Décisions | Chambre civile
ACJC/1421/2024 du 12.11.2024 sur ORTPI/512/2024 ( OO ) , IRRECEVABLE
En droit
république et | canton de genève | |
POUVOIR JUDICIAIRE C/6683/2023 ACJC/1421/2024 ARRÊT DE LA COUR DE JUSTICE Chambre civile DU MARDI 12 NOVEMBRE 2024 |
Entre
Monsieur A______, domicilié ______, Dubaï, Emirats Arabes Unis, recourant contre une ordonnance rendue par la 3ème Chambre du Tribunal de première instance de ce canton le 25 avril 2024, représenté par Me Antonia MOTTIRONI, avocate, Ardenter Law, rue Verdaine 6, 1204 Genève,
et
1) Monsieur B______, domicilié ______ [GE],
2) Madame C______, domiciliée ______ [GE],
3) Madame D______, domiciliée ______ [GE],
4) Monsieur E______, domicilié ______ [GE],
tous intimés, représentés par Me Alec REYMOND, avocat, @lex Avocats, rue de Contamines 6, 1206 Genève.
A. a. Feu F______, décédée le ______ 2022 à Genève, a laissé pour héritiers son époux, B______, et leurs trois enfants, C______, D______ et E______.
b. Par demande introduite devant le Tribunal de première instance (ci-après : le Tribunal) le 24 août 2023, B______, C______, D______ et E______ (ci-après : les consorts B______/C______/D______/E______ ou les demandeurs) ont assigné A______ (ci-après également le défendeur) en paiement de 768'000 fr. avec intérêts à 10 % l'an dès le 14 mars 2022 et de 90'559 fr. 45.
Ils ont allégué que par contrat du 14 mars 2012 et avenant du 1er mars 2013, feu F______ avait prêté à son frère, A______, la somme de 1'000'000 fr. que celui-ci s'était engagé à lui rembourser d'ici le 14 mars 2022. Selon le contrat et son avenant, la somme prêtée portait intérêts à 1% l'an dès le 16 mars 2012, ceux-ci devant être payés à l'échéance du prêt; au-delà de cette échéance, tout solde impayé porterait intérêts à 10% l'an.

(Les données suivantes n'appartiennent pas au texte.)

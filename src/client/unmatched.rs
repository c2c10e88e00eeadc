//! Responses that arrived with no pending request to claim them.

use std::collections::HashMap;
use std::time::{Duration, Instant};

use tracing::warn;

use crate::models::envelope::ResponsePayload;

#[derive(Debug)]
struct Entry {
    payload: ResponsePayload,
    received_at: Instant,
}

/// Count-capped map of correlation id to unclaimed response.
///
/// Inserting a new id at the cap clears the whole cache first.
#[derive(Debug)]
pub(crate) struct UnmatchedCache {
    entries: HashMap<u64, Entry>,
    limit: usize,
}

impl UnmatchedCache {
    pub(crate) fn new(limit: usize) -> Self {
        Self {
            entries: HashMap::new(),
            limit,
        }
    }

    /// Store a response, clearing the cache first if it is full.
    pub(crate) fn insert(&mut self, id: u64, payload: ResponsePayload) {
        if self.entries.len() >= self.limit && !self.entries.contains_key(&id) {
            warn!(
                limit = self.limit,
                "unmatched response cache full, clearing"
            );
            self.entries.clear();
        }
        self.entries.insert(
            id,
            Entry {
                payload,
                received_at: Instant::now(),
            },
        );
    }

    /// Remove and return the response for `id`, if held.
    pub(crate) fn take(&mut self, id: u64) -> Option<ResponsePayload> {
        self.entries.remove(&id).map(|entry| entry.payload)
    }

    /// Drop entries older than `ttl`; returns how many were dropped.
    pub(crate) fn trim(&mut self, now: Instant, ttl: Duration) -> usize {
        let before = self.entries.len();
        self.entries
            .retain(|_, entry| now.saturating_duration_since(entry.received_at) <= ttl);
        before - self.entries.len()
    }

    pub(crate) fn clear(&mut self) {
        self.entries.clear();
    }

    pub(crate) fn len(&self) -> usize {
        self.entries.len()
    }
}
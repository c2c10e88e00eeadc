//! Unit tests for tracing bootstrap.
//!
//! A global subscriber can be installed only once per process, so these
//! tests run serially and tolerate whichever of them installs it first.

use serial_test::serial;

use devtools_link::config::{LogFormat, LoggingConfig};
use devtools_link::logging::init_tracing;
use devtools_link::AppError;

#[test]
#[serial]
fn second_text_init_is_rejected() {
    let config = LoggingConfig::default();

    let _ = init_tracing(&config);
    let err = init_tracing(&config).expect_err("subscriber already installed");

    assert!(matches!(err, AppError::Config(ref msg) if msg.contains("failed to init tracing")));
}

#[test]
#[serial]
fn json_init_after_existing_subscriber_is_rejected() {
    let config = LoggingConfig {
        format: LogFormat::Json,
        filter: "debug".into(),
    };

    let _ = init_tracing(&config);
    assert!(matches!(
        init_tracing(&config),
        Err(AppError::Config(_))
    ));
}
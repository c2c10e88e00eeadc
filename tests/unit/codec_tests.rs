//! Unit tests for the newline frame codec.
//!
//! Covers single and batched frames, partial delivery, the maximum frame
//! length and recovery after an oversize frame.

use bytes::BytesMut;
use tokio_util::codec::{Decoder, Encoder};

use devtools_link::transport::codec::{LineCodec, MAX_FRAME_BYTES};
use devtools_link::AppError;

// ── Decoding ────────────────────────────────────────────────────────────────

/// A complete line is returned without its trailing newline.
#[test]
fn single_frame_decodes() {
    let mut codec = LineCodec::new();
    let mut buf = BytesMut::from("{\"id\":1,\"result\":{}}\n");

    let frame = codec.decode(&mut buf).expect("decode must succeed");

    assert_eq!(frame, Some("{\"id\":1,\"result\":{}}".to_owned()));
}

/// Two frames in one buffer decode as two items.
#[test]
fn batched_frames_decode_separately() {
    let mut codec = LineCodec::new();
    let mut buf = BytesMut::from(concat!(
        "{\"method\":\"Page.loadEventFired\"}\n",
        "{\"id\":2,\"result\":null}\n",
    ));

    let first = codec.decode(&mut buf).expect("first decode");
    let second = codec.decode(&mut buf).expect("second decode");
    let third = codec.decode(&mut buf).expect("third decode");

    assert_eq!(first.as_deref(), Some("{\"method\":\"Page.loadEventFired\"}"));
    assert_eq!(second.as_deref(), Some("{\"id\":2,\"result\":null}"));
    assert_eq!(third, None, "buffer must be exhausted");
}

/// A frame split across reads is buffered until the newline arrives.
#[test]
fn partial_frame_waits_for_newline() {
    let mut codec = LineCodec::new();
    let mut buf = BytesMut::from("{\"id\":3,");

    assert_eq!(codec.decode(&mut buf).expect("partial decode"), None);

    buf.extend_from_slice(b"\"result\":{}}\n");
    assert_eq!(
        codec.decode(&mut buf).expect("completed decode").as_deref(),
        Some("{\"id\":3,\"result\":{}}")
    );
}

/// An oversize frame is reported as a codec error naming the limit.
#[test]
fn oversize_frame_is_codec_error() {
    let mut codec = LineCodec::with_max_length(16);
    let mut buf = BytesMut::from(format!("{}\n", "x".repeat(64)).as_str());

    let err = codec.decode(&mut buf).expect_err("oversize frame must fail");

    assert!(
        matches!(err, AppError::Codec(ref msg) if msg.contains("exceeded 16 bytes")),
        "unexpected error: {err}"
    );
}

/// After an oversize frame the codec resumes at the next line.
#[test]
fn codec_recovers_after_oversize_frame() {
    let mut codec = LineCodec::with_max_length(16);
    let mut buf = BytesMut::from(format!("{}\n{{\"id\":1}}\n", "x".repeat(64)).as_str());

    assert!(codec.decode(&mut buf).is_err());
    let mut next = codec.decode(&mut buf).expect("decode after discard");
    if next.is_none() {
        next = codec.decode(&mut buf).expect("decode after discard");
    }

    assert_eq!(next.as_deref(), Some("{\"id\":1}"));
}

/// A trailing unterminated frame is yielded at EOF.
#[test]
fn unterminated_frame_yields_at_eof() {
    let mut codec = LineCodec::new();
    let mut buf = BytesMut::from("{\"id\":4,\"result\":1}");

    let frame = codec.decode_eof(&mut buf).expect("decode at eof");

    assert_eq!(frame.as_deref(), Some("{\"id\":4,\"result\":1}"));
}

// ── Encoding and limits ─────────────────────────────────────────────────────

#[test]
fn encode_appends_newline() {
    let mut codec = LineCodec::new();
    let mut dst = BytesMut::new();

    codec
        .encode("{\"id\":1}".to_owned(), &mut dst)
        .expect("encode must succeed");

    assert_eq!(&dst[..], b"{\"id\":1}\n");
}

#[test]
fn default_limit_is_one_mebibyte() {
    assert_eq!(MAX_FRAME_BYTES, 1_048_576);
    assert_eq!(LineCodec::default().max_length(), MAX_FRAME_BYTES);
    assert_eq!(LineCodec::with_max_length(512).max_length(), 512);
}
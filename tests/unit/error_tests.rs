//! Unit tests for error and fault display text.

use std::time::Duration;

use serde_json::json;

use devtools_link::{AppError, Fault, RequestError};

#[test]
fn app_error_display_prefixes() {
    assert_eq!(AppError::Config("bad".into()).to_string(), "config: bad");
    assert_eq!(
        AppError::Transport("closed".into()).to_string(),
        "transport: closed"
    );
    assert_eq!(AppError::Codec("long".into()).to_string(), "codec: long");
    assert_eq!(AppError::Io("eof".into()).to_string(), "io: eof");
    assert_eq!(
        AppError::Shutdown("stopped".into()).to_string(),
        "shutdown: stopped"
    );
}

#[test]
fn io_error_converts_to_io_variant() {
    let io = std::io::Error::new(std::io::ErrorKind::BrokenPipe, "pipe gone");
    let err = AppError::from(io);

    assert!(matches!(err, AppError::Io(ref msg) if msg.contains("pipe gone")));
}

#[test]
fn request_error_display() {
    assert_eq!(
        RequestError::TransportWrite("socket closed".into()).to_string(),
        "send failed: socket closed"
    );
    assert_eq!(RequestError::Shutdown.to_string(), "client shutdown");
    assert_eq!(
        RequestError::Timeout {
            timeout: Duration::from_millis(50)
        }
        .to_string(),
        "request timeout after 50ms"
    );
    assert_eq!(
        RequestError::InvalidResponse.to_string(),
        "invalid response: neither result nor error"
    );
}

#[test]
fn protocol_error_display_includes_code_when_present() {
    let with_code = RequestError::Protocol {
        message: "Not found".into(),
        code: Some(-32000),
        data: Some(json!({"detail": 1})),
    };
    let without_code = RequestError::Protocol {
        message: "Not found".into(),
        code: None,
        data: None,
    };

    assert_eq!(with_code.to_string(), "protocol error -32000: Not found");
    assert_eq!(without_code.to_string(), "protocol error: Not found");
}

#[test]
fn request_error_predicates() {
    assert!(RequestError::Shutdown.is_shutdown());
    assert!(!RequestError::Shutdown.is_timeout());
    assert!(RequestError::Timeout {
        timeout: Duration::from_secs(1)
    }
    .is_timeout());
    assert!(!RequestError::InvalidResponse.is_shutdown());
}

#[test]
fn fault_display() {
    let malformed = Fault::MalformedPayload {
        reason: "malformed json: eof".into(),
    };
    let handler = Fault::HandlerFault {
        method: "Page.loadEventFired".into(),
        reason: "boom".into(),
    };

    assert_eq!(malformed.to_string(), "malformed payload: malformed json: eof");
    assert_eq!(
        handler.to_string(),
        "event handler for Page.loadEventFired failed: boom"
    );
}
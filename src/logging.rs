//! Tracing subscriber bootstrap.

use tracing_subscriber::{fmt, EnvFilter};

use crate::config::{LogFormat, LoggingConfig};
use crate::{AppError, Result};

/// Install a global `tracing` subscriber.
///
/// `RUST_LOG` takes precedence; otherwise [`LoggingConfig::filter`] is used.
///
/// # Errors
///
/// Returns `AppError::Config` if the filter directive is invalid or a global
/// subscriber is already installed.
pub fn init_tracing(config: &LoggingConfig) -> Result<()> {
    let env_filter = match EnvFilter::try_from_default_env() {
        Ok(filter) => filter,
        Err(_) => EnvFilter::try_new(&config.filter)
            .map_err(|err| AppError::Config(format!("invalid log filter: {err}")))?,
    };
    let subscriber = fmt().with_env_filter(env_filter);

    match config.format {
        LogFormat::Text => subscriber
            .try_init()
            .map_err(|err| AppError::Config(format!("failed to init tracing: {err}")))?,
        LogFormat::Json => subscriber
            .json()
            .try_init()
            .map_err(|err| AppError::Config(format!("failed to init tracing: {err}")))?,
    }

    Ok(())
}
//! Unit tests for configuration parsing and validation.

use std::io::Write;
use std::time::Duration;

use devtools_link::config::{ClientConfig, LogFormat};
use devtools_link::AppError;

#[test]
fn empty_document_yields_defaults() {
    let config = ClientConfig::from_toml_str("").expect("empty config is valid");

    assert_eq!(config, ClientConfig::default());
    assert_eq!(config.inbound_queue_capacity, 1000);
    assert_eq!(config.unmatched_limit, 1000);
    assert_eq!(config.unmatched_ttl(), Duration::from_secs(30));
    assert_eq!(config.sweep_interval(), Duration::from_secs(1));
    assert_eq!(config.default_timeout(), Duration::from_secs(30));
    assert_eq!(config.max_frame_bytes, 1_048_576);
    assert_eq!(config.logging.format, LogFormat::Text);
    assert_eq!(config.logging.filter, "info");
}

#[test]
fn explicit_values_override_defaults() {
    let toml = r#"
inbound_queue_capacity = 16
unmatched_limit = 4
unmatched_ttl_seconds = 5
sweep_interval_ms = 50
default_timeout_ms = 250

[logging]
format = "json"
filter = "devtools_link=debug"
"#;

    let config = ClientConfig::from_toml_str(toml).expect("valid config");

    assert_eq!(config.inbound_queue_capacity, 16);
    assert_eq!(config.unmatched_limit, 4);
    assert_eq!(config.unmatched_ttl(), Duration::from_secs(5));
    assert_eq!(config.sweep_interval(), Duration::from_millis(50));
    assert_eq!(config.default_timeout(), Duration::from_millis(250));
    assert_eq!(config.outbound_queue_capacity, 1000);
    assert_eq!(config.logging.format, LogFormat::Json);
    assert_eq!(config.logging.filter, "devtools_link=debug");
}

#[test]
fn zero_capacity_is_rejected() {
    let err = ClientConfig::from_toml_str("inbound_queue_capacity = 0")
        .expect_err("zero capacity must fail");

    assert!(matches!(err, AppError::Config(_)));
    assert!(
        err.to_string().contains("inbound_queue_capacity"),
        "error should name the field: {err}"
    );
}

#[test]
fn zero_sweep_interval_is_rejected() {
    let config = ClientConfig {
        sweep_interval_ms: 0,
        ..ClientConfig::default()
    };

    let err = config.validate().expect_err("zero interval must fail");
    assert!(err.to_string().contains("sweep_interval_ms"));
}

#[test]
fn malformed_toml_is_config_error() {
    let err = ClientConfig::from_toml_str("inbound_queue_capacity = \"lots\"")
        .expect_err("type mismatch must fail");

    assert!(matches!(err, AppError::Config(_)));
}

#[test]
fn load_from_path_reads_file() {
    let mut file = tempfile::NamedTempFile::new().expect("temp file");
    writeln!(file, "default_timeout_ms = 1500").expect("write config");

    let config = ClientConfig::load_from_path(file.path()).expect("load config");

    assert_eq!(config.default_timeout(), Duration::from_millis(1500));
}

#[test]
fn load_from_missing_path_is_config_error() {
    let dir = tempfile::tempdir().expect("temp dir");
    let missing = dir.path().join("absent.toml");

    let err = ClientConfig::load_from_path(&missing).expect_err("missing file");

    assert!(matches!(err, AppError::Config(_)));
    assert!(err.to_string().contains("failed to read config"));
}
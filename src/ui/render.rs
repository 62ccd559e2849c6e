//! Frame rendering for the login screens and the home view.

use ratatui::layout::Rect;
use ratatui::text::{Line, Span};
use ratatui::widgets::{Block, Borders, Clear, Paragraph};
use ratatui::Frame;

use crate::app::{App, AppState, LoginFocus};
use crate::auth::{FlowState, LoginMode};

use super::styles;

/// Minimum width of the login dialogs
const MIN_DIALOG_WIDTH: u16 = 46;

pub fn render(frame: &mut Frame, app: &App) {
    match app.state {
        AppState::Home => render_home(frame, app),
        _ => match app.flow.mode() {
            LoginMode::Qr => render_qr_login(frame, app),
            LoginMode::Password => render_password_login(frame, app),
        },
    }
}

fn render_qr_login(frame: &mut Frame, app: &App) {
    let mut lines = vec![
        Line::from(Span::styled("  Sign in to Inkdesk", styles::title_style())),
        Line::from(""),
    ];

    let qr_width = match app.qr_code {
        Some(ref code) => {
            let mut width = 0;
            for row in code.lines() {
                width = width.max(row.chars().count());
                lines.push(Line::from(Span::styled(
                    format!("  {}  ", row),
                    styles::qr_style(),
                )));
            }
            width as u16
        }
        None => {
            lines.push(Line::from(Span::styled(
                "  (no code yet)",
                styles::muted_style(),
            )));
            0
        }
    };

    lines.push(Line::from(""));
    lines.push(Line::from(Span::styled(
        "  Scan with the Inkdesk app, then confirm on your phone",
        styles::muted_style(),
    )));

    let status = match app.flow.state() {
        FlowState::Polling => Some(Line::from(Span::styled(
            format!(
                "  Waiting for the scan... ({}/{})",
                app.flow.poll_attempts(),
                app.flow.config().max_poll_attempts
            ),
            styles::highlight_style(),
        ))),
        _ => app.status_message.as_ref().map(|msg| {
            Line::from(Span::styled(format!("  {}", msg), styles::highlight_style()))
        }),
    };
    if let Some(status) = status {
        lines.push(status);
    }

    if let Some(ref error) = app.login_error {
        lines.push(Line::from(""));
        lines.push(Line::from(Span::styled(
            format!("  {}", error),
            styles::error_style(),
        )));
    }

    lines.push(Line::from(""));
    lines.push(key_hints(&[
        ("p", "password login"),
        ("r", "new code"),
        ("q", "quit"),
    ]));

    let width = MIN_DIALOG_WIDTH.max(qr_width + 6);
    let height = lines.len() as u16 + 2;
    draw_dialog(frame, lines, width, height);
}

fn render_password_login(frame: &mut Frame, app: &App) {
    let mut lines = vec![
        Line::from(Span::styled("  Sign in with OpenID", styles::title_style())),
        Line::from(""),
    ];

    // OpenID field
    let open_id_focused = app.login_focus == LoginFocus::OpenId;
    let open_id_style = if open_id_focused {
        styles::selected_style()
    } else {
        styles::field_style()
    };
    let cursor = if open_id_focused { "▌" } else { "" };
    lines.push(Line::from(vec![
        Span::raw("  "),
        Span::styled("OpenID:   [", styles::muted_style()),
        Span::styled(
            format!("{:<24}{}", app.open_id_input, cursor),
            open_id_style,
        ),
        Span::styled("]", styles::muted_style()),
    ]));

    // Password field (masked)
    let password_focused = app.login_focus == LoginFocus::Password;
    let password_style = if password_focused {
        styles::selected_style()
    } else {
        styles::field_style()
    };
    let masked: String = "*".repeat(app.password_input.len().min(24));
    let cursor = if password_focused { "▌" } else { "" };
    lines.push(Line::from(vec![
        Span::raw("  "),
        Span::styled("Password: [", styles::muted_style()),
        Span::styled(format!("{:<24}{}", masked, cursor), password_style),
        Span::styled("]", styles::muted_style()),
    ]));

    // Submit button
    let button_focused = app.login_focus == LoginFocus::Button;
    let button_style = if button_focused {
        styles::selected_style()
    } else {
        styles::field_style()
    };
    lines.push(Line::from(""));
    let label = if app.login_busy {
        " Signing in... "
    } else if button_focused {
        " ▶ Sign in ◀ "
    } else {
        "   Sign in   "
    };
    lines.push(Line::from(vec![
        Span::raw("            ["),
        Span::styled(label, button_style),
        Span::raw("]"),
    ]));

    if let Some(ref error) = app.login_error {
        lines.push(Line::from(""));
        lines.push(Line::from(Span::styled(
            format!("  {}", error),
            styles::error_style(),
        )));
    }

    lines.push(Line::from(""));
    lines.push(key_hints(&[
        ("Tab", "next field"),
        ("Enter", "submit"),
        ("Esc", "QR login"),
    ]));

    let height = lines.len() as u16 + 2;
    draw_dialog(frame, lines, MIN_DIALOG_WIDTH, height);
}

fn render_home(frame: &mut Frame, app: &App) {
    let mut lines = vec![
        Line::from(Span::styled("  Inkdesk", styles::title_style())),
        Line::from(""),
    ];

    match app.profile {
        Some(ref profile) => {
            lines.push(Line::from(vec![
                Span::raw("  Welcome, "),
                Span::styled(profile.display_name().to_string(), styles::success_style()),
            ]));
            lines.push(Line::from(Span::styled(
                format!("  {}", profile.membership_display()),
                styles::muted_style(),
            )));
        }
        None => {
            lines.push(Line::from(Span::styled(
                "  Signed in",
                styles::success_style(),
            )));
        }
    }

    if let Some(ref msg) = app.status_message {
        lines.push(Line::from(""));
        lines.push(Line::from(Span::styled(
            format!("  {}", msg),
            styles::highlight_style(),
        )));
    }

    lines.push(Line::from(""));
    lines.push(key_hints(&[("x", "sign out"), ("q", "quit")]));

    let height = lines.len() as u16 + 2;
    draw_dialog(frame, lines, MIN_DIALOG_WIDTH, height);
}

fn key_hints(hints: &[(&str, &str)]) -> Line<'static> {
    let mut spans = vec![Span::raw("  ")];
    for (i, (key, desc)) in hints.iter().enumerate() {
        if i > 0 {
            spans.push(Span::styled("  ·  ", styles::muted_style()));
        }
        spans.push(Span::styled(format!("[{}]", key), styles::help_key_style()));
        spans.push(Span::styled(format!(" {}", desc), styles::help_desc_style()));
    }
    Line::from(spans)
}

fn draw_dialog(frame: &mut Frame, lines: Vec<Line>, width: u16, height: u16) {
    let area = centered_rect_fixed(width, height, frame.area());
    frame.render_widget(Clear, area);

    let block = Block::default()
        .borders(Borders::ALL)
        .border_style(styles::border_style(true));
    let paragraph = Paragraph::new(lines).block(block);
    frame.render_widget(paragraph, area);
}

/// Create a centered rectangle with fixed dimensions
fn centered_rect_fixed(width: u16, height: u16, r: Rect) -> Rect {
    let x = r.x + (r.width.saturating_sub(width)) / 2;
    let y = r.y + (r.height.saturating_sub(height)) / 2;
    Rect::new(x, y, width.min(r.width), height.min(r.height))
}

A la date du 14 mars 2022, A______ restait devoir à sa sœur les sommes de 768'000 fr. en capital et de 90'559 fr. 45 en intérêts.
A titre d'offres de preuves, les consorts B______/C______/D______/E______ ont produit plusieurs pièces.
c. Par réponse du 20 novembre 2023, A______ a conclu à l'irrecevabilité, respectivement au rejet de la demande. Il a allégué, en substance, que le contrat du 14 mars 2012 et son avenant étaient des "papiers de pure forme" destinés à documenter un transfert bancaire de 1'000'000 fr. opéré par feu F______ au titre du prêt que celle-ci avait consenti non pas à lui-même mais à leur père, H______ – lequel avait besoin de cet argent pour régler un différend l'opposant à une cliente. A des fins fiscales et bancaires, il avait accepté de signer une "pseudo convention de prêt" à son nom et à faire transiter la somme prêtée par son compte bancaire. Il avait ensuite fait des paiements en faveur de sa sœur, pour un total de 232'000 fr., "dans un esprit d'entraide familiale". Il n'en restait pas moins que H______ était l'unique "débiteur réel, et bénéficiaire, de la créance dont [les consorts B______/C______/D______/E______] tent[aient] de se prévaloir auprès de [lui]".
A titre d'offres de preuves, A______ a produit plusieurs pièces.
d. Lors de l'audience de débats d'instruction du Tribunal du 22 janvier 2024, les consorts B______/C______/D______/E______ ont déposé une réplique spontanée et un bordereau de pièces complémentaires. Dans ladite réplique, ils se sont déterminés sur les allégués de la réponse, d'une part, et ils ont complété leurs allégués de fait et leurs offres de preuves, d'autre part. Sur ce dernier point, leur conseil a précisé : "Je sollicite l'audition uniquement de C______ en tant que partie
pour les allégués 173 et 174 [de la réplique] et celle de I______ en tant que témoin pour les allégués 171 et 172 [de la réplique]. Je n'ai pas d'autres allégués ou offres de preuves à formuler en l'état".
Le conseil de A______ a sollicité un délai pour se déterminer par écrit sur la réplique spontanée et ajouté : "Je sollicite l'audition de A______. En l'état, je ne sollicite pas l'audition de témoins mais sous réserve de la duplique".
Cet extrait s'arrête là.